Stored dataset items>
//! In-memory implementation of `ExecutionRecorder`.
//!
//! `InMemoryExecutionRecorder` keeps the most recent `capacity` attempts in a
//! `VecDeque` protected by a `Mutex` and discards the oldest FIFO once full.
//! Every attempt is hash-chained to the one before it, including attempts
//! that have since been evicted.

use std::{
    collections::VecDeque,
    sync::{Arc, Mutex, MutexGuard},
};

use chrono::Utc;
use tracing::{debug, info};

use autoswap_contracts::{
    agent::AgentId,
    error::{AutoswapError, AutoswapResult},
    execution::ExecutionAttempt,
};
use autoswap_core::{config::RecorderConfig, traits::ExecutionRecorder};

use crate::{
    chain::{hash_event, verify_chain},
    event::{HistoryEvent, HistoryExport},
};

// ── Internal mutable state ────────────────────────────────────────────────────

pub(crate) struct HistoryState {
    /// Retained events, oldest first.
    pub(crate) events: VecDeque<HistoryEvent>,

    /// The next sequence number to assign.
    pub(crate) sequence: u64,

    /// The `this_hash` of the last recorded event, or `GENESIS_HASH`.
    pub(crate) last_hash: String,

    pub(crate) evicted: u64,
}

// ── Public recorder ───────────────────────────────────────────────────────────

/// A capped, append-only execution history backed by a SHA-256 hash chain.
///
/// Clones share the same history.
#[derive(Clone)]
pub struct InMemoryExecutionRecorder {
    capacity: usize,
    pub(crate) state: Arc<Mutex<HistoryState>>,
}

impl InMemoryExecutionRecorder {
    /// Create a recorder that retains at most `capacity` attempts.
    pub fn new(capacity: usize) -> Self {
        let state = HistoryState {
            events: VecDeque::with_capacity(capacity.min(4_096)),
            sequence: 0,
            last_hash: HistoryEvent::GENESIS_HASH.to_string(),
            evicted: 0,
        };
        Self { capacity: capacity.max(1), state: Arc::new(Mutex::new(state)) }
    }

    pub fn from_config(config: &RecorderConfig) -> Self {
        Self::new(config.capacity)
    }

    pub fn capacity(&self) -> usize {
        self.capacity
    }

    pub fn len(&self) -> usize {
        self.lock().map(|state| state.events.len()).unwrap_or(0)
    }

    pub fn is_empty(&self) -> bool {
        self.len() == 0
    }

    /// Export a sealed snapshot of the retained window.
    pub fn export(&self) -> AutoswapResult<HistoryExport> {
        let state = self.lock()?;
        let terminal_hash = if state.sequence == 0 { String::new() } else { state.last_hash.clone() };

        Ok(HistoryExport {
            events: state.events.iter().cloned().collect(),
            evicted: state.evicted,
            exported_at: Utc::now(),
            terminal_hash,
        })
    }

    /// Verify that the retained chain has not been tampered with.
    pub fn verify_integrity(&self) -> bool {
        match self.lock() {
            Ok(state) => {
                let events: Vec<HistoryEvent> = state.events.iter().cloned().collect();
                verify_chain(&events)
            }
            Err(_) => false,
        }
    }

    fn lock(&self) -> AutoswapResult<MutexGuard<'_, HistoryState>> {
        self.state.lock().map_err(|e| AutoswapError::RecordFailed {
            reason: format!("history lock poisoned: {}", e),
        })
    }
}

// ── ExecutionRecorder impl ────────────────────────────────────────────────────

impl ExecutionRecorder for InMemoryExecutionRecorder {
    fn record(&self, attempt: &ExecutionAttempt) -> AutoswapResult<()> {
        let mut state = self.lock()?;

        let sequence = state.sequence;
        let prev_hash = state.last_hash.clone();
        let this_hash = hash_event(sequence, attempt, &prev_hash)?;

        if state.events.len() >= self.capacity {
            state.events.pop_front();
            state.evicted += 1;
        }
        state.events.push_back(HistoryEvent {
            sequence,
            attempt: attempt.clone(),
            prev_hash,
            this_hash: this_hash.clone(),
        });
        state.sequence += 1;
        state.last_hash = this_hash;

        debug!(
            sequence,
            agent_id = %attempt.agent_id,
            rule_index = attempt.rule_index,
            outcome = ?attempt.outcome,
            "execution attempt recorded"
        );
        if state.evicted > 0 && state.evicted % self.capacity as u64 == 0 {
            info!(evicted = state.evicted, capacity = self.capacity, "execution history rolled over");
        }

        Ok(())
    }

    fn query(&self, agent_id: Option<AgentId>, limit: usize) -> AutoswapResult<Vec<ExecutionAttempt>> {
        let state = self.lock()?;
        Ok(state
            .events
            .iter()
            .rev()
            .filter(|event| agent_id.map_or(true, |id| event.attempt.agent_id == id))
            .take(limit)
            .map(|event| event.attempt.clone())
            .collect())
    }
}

GOAL OF THE EXERCISE> Starting at the first line of the entries above, please extract each line up to and including the line with "since been evicted.", unchanged, and add nothing.

ANSWER BOX>
//! In-memory implementation of `ExecutionRecorder`.
//!
//! `InMemoryExecutionRecorder` keeps the most recent `capacity` attempts in a
//! `VecDeque` protected by a `Mutex` and discards the oldest FIFO once full.
//! Every attempt is hash-chained to the one before it, including attempts
//! that have since been evicted.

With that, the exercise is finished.